[[ EXCERPTED DATA, beginning ]]
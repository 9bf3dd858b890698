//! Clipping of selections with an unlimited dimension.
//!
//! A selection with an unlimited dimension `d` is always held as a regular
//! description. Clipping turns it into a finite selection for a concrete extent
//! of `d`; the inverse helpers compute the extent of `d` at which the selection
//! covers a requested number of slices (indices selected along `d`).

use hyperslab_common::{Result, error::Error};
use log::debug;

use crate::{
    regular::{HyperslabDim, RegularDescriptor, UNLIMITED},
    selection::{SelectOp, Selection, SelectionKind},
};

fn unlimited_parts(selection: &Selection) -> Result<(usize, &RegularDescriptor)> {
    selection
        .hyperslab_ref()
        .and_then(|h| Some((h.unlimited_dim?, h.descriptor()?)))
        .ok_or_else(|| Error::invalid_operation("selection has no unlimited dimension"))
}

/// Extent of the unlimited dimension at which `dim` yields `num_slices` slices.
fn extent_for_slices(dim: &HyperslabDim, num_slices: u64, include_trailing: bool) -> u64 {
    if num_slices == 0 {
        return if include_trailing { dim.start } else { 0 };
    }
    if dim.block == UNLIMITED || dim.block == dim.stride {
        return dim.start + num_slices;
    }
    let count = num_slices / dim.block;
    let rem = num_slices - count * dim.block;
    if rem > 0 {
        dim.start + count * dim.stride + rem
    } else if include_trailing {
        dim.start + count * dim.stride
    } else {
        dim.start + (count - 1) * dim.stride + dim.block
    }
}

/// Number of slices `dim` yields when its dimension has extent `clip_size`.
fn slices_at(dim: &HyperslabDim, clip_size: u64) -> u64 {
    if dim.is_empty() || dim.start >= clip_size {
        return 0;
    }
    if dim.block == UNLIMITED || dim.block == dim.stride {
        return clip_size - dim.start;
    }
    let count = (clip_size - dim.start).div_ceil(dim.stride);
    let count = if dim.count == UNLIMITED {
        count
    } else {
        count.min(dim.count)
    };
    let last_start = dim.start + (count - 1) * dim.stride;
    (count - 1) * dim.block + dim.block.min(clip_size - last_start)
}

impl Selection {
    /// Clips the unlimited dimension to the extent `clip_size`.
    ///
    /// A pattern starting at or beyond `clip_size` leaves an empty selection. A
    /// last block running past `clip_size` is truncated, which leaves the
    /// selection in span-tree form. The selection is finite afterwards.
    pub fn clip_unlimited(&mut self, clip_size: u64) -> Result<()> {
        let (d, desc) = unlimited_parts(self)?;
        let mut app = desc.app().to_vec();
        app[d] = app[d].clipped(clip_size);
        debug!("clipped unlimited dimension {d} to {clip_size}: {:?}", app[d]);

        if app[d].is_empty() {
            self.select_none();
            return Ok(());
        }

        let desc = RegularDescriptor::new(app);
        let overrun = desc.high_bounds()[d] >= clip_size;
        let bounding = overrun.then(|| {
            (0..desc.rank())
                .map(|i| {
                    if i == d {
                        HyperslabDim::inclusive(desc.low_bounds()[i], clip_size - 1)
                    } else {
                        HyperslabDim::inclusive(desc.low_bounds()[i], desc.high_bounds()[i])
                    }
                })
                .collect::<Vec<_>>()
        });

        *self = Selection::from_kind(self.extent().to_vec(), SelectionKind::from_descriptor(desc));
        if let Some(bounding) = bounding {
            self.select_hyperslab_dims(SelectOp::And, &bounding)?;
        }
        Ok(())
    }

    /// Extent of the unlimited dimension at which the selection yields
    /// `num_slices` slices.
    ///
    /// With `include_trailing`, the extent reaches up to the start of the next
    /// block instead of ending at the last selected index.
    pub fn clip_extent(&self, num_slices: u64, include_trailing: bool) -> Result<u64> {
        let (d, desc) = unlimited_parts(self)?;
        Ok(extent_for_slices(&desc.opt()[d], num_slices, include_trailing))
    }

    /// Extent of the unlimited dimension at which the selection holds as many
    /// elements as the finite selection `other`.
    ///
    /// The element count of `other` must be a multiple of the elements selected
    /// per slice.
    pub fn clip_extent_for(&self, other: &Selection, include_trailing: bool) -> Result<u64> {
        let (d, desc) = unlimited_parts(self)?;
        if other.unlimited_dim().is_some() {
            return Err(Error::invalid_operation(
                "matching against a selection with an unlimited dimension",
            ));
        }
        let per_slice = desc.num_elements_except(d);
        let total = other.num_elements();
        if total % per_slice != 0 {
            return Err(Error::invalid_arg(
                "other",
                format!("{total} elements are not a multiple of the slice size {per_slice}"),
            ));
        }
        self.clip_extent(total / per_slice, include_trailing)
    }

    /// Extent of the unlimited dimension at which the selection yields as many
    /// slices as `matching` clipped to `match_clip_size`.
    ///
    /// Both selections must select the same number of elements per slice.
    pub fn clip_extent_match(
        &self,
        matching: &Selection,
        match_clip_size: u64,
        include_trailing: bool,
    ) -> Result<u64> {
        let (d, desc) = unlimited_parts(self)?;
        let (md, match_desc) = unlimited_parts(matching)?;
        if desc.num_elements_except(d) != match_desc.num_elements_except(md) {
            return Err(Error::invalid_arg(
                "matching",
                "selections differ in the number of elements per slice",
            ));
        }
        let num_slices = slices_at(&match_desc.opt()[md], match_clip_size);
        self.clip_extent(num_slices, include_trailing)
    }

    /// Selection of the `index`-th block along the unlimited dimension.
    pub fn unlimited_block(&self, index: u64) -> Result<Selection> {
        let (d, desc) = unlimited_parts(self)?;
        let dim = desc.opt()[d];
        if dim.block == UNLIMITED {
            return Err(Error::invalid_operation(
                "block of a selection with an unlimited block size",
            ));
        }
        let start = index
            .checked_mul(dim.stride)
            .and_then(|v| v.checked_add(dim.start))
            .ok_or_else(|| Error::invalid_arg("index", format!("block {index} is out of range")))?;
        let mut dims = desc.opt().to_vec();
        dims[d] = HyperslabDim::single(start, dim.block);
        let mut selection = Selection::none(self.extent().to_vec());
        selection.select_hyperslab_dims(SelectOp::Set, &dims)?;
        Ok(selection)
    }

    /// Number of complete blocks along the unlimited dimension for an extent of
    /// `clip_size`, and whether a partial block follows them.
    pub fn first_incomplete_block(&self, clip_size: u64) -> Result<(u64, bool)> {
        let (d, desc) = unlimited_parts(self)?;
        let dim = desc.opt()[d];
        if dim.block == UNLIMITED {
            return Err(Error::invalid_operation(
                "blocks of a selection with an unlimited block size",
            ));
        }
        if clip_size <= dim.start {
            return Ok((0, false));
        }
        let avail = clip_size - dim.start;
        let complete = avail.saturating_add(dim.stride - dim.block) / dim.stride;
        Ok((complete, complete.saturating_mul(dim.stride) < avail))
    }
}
[[ EXCERPTED DATA, end ]]
* TASK TO CARRY OUT: Every record, from top to bottom, must be transcribed exactly.

* COMPLETED EXERCISE:
repository 9bf3dd858b890698
//! Clipping of selections with an unlimited dimension.
//!
//! A selection with an unlimited dimension `d` is always held as a regular
//! description. Clipping turns it into a finite selection for a concrete extent
//! of `d`; the inverse helpers compute the extent of `d` at which the selection
//! covers a requested number of slices (indices selected along `d`).

use hyperslab_common::{Result, error::Error};
use log::debug;

use crate::{
    regular::{HyperslabDim, RegularDescriptor, UNLIMITED},
    selection::{SelectOp, Selection, SelectionKind},
};

fn unlimited_parts(selection: &Selection) -> Result<(usize, &RegularDescriptor)> {
    selection
        .hyperslab_ref()
        .and_then(|h| Some((h.unlimited_dim?, h.descriptor()?)))
        .ok_or_else(|| Error::invalid_operation("selection has no unlimited dimension"))
}

/// Extent of the unlimited dimension at which `dim` yields `num_slices` slices.
fn extent_for_slices(dim: &HyperslabDim, num_slices: u64, include_trailing: bool) -> u64 {
    if num_slices == 0 {
        return if include_trailing { dim.start } else { 0 };
    }
    if dim.block == UNLIMITED || dim.block == dim.stride {
        return dim.start + num_slices;
    }
    let count = num_slices / dim.block;
    let rem = num_slices - count * dim.block;
    if rem > 0 {
        dim.start + count * dim.stride + rem
    } else if include_trailing {
        dim.start + count * dim.stride
    } else {
        dim.start + (count - 1) * dim.stride + dim.block
    }
}

/// Number of slices `dim` yields when its dimension has extent `clip_size`.
fn slices_at(dim: &HyperslabDim, clip_size: u64) -> u64 {
    if dim.is_empty() || dim.start >= clip_size {
        return 0;
    }
    if dim.block == UNLIMITED || dim.block == dim.stride {
        return clip_size - dim.start;
    }
    let count = (clip_size - dim.start).div_ceil(dim.stride);
    let count = if dim.count == UNLIMITED {
        count
    } else {
        count.min(dim.count)
    };
    let last_start = dim.start + (count - 1) * dim.stride;
    (count - 1) * dim.block + dim.block.min(clip_size - last_start)
}

impl Selection {
    /// Clips the unlimited dimension to the extent `clip_size`.
    ///
    /// A pattern starting at or beyond `clip_size` leaves an empty selection. A
    /// last block running past `clip_size` is truncated, which leaves the
    /// selection in span-tree form. The selection is finite afterwards.
    pub fn clip_unlimited(&mut self, clip_size: u64) -> Result<()> {
        let (d, desc) = unlimited_parts(self)?;
        let mut app = desc.app().to_vec();
        app[d] = app[d].clipped(clip_size);
        debug!("clipped unlimited dimension {d} to {clip_size}: {:?}", app[d]);

        if app[d].is_empty() {
            self.select_none();
            return Ok(());
        }

        let desc = RegularDescriptor::new(app);
        let overrun = desc.high_bounds()[d] >= clip_size;
        let bounding = overrun.then(|| {
            (0..desc.rank())
                .map(|i| {
                    if i == d {
                        HyperslabDim::inclusive(desc.low_bounds()[i], clip_size - 1)
                    } else {
                        HyperslabDim::inclusive(desc.low_bounds()[i], desc.high_bounds()[i])
                    }
                })
                .collect::<Vec<_>>()
        });

        *self = Selection::from_kind(self.extent().to_vec(), SelectionKind::from_descriptor(desc));
        if let Some(bounding) = bounding {
            self.select_hyperslab_dims(SelectOp::And, &bounding)?;
        }
        Ok(())
    }

    /// Extent of the unlimited dimension at which the selection yields
    /// `num_slices` slices.
    ///
    /// With `include_trailing`, the extent reaches up to the start of the next
    /// block instead of ending at the last selected index.
    pub fn clip_extent(&self, num_slices: u64, include_trailing: bool) -> Result<u64> {
        let (d, desc) = unlimited_parts(self)?;
        Ok(extent_for_slices(&desc.opt()[d], num_slices, include_trailing))
    }

    /// Extent of the unlimited dimension at which the selection holds as many
    /// elements as the finite selection `other`.
    ///
    /// The element count of `other` must be a multiple of the elements selected
    /// per slice.
    pub fn clip_extent_for(&self, other: &Selection, include_trailing: bool) -> Result<u64> {
        let (d, desc) = unlimited_parts(self)?;
        if other.unlimited_dim().is_some() {
            return Err(Error::invalid_operation(
                "matching against a selection with an unlimited dimension",
            ));
        }
        let per_slice = desc.num_elements_except(d);
        let total = other.num_elements();
        if total % per_slice != 0 {
            return Err(Error::invalid_arg(
                "other",
                format!("{total} elements are not a multiple of the slice size {per_slice}"),
            ));
        }
        self.clip_extent(total / per_slice, include_trailing)
    }

    /// Extent of the unlimited dimension at which the selection yields as many
    /// slices as `matching` clipped to `match_clip_size`.
    ///
    /// Both selections must select the same number of elements per slice.
    pub fn clip_extent_match(
        &self,
        matching: &Selection,
        match_clip_size: u64,
        include_trailing: bool,
    ) -> Result<u64> {
        let (d, desc) = unlimited_parts(self)?;
        let (md, match_desc) = unlimited_parts(matching)?;
        if desc.num_elements_except(d) != match_desc.num_elements_except(md) {
            return Err(Error::invalid_arg(
                "matching",
                "selections differ in the number of elements per slice",
            ));
        }
        let num_slices = slices_at(&match_desc.opt()[md], match_clip_size);
        self.clip_extent(num_slices, include_trailing)
    }

    /// Selection of the `index`-th block along the unlimited dimension.
    pub fn unlimited_block(&self, index: u64) -> Result<Selection> {
        let (d, desc) = unlimited_parts(self)?;
        let dim = desc.opt()[d];
        if dim.block == UNLIMITED {
            return Err(Error::invalid_operation(
                "block of a selection with an unlimited block size",
            ));
        }
        let start = index
            .checked_mul(dim.stride)
            .and_then(|v| v.checked_add(dim.start))
            .ok_or_else(|| Error::invalid_arg("index", format!("block {index} is out of range")))?;
        let mut dims = desc.opt().to_vec();
        dims[d] = HyperslabDim::single(start, dim.block);
        let mut selection = Selection::none(self.extent().to_vec());
        selection.select_hyperslab_dims(SelectOp::Set, &dims)?;
        Ok(selection)
    }

    /// Number of complete blocks along the unlimited dimension for an extent of
    /// `clip_size`, and whether a partial block follows them.
    pub fn first_incomplete_block(&self, clip_size: u64) -> Result<(u64, bool)> {
        let (d, desc) = unlimited_parts(self)?;
        let dim = desc.opt()[d];
        if dim.block == UNLIMITED {
            return Err(Error::invalid_operation(
                "blocks of a selection with an unlimited block size",
            ));
        }
        if clip_size <= dim.start {
            return Ok((0, false));
        }
        let avail = clip_size - dim.start;
        let complete = avail.saturating_add(dim.stride - dim.block) / dim.stride;
        Ok((complete, complete.saturating_mul(dim.stride) < avail))
    }
}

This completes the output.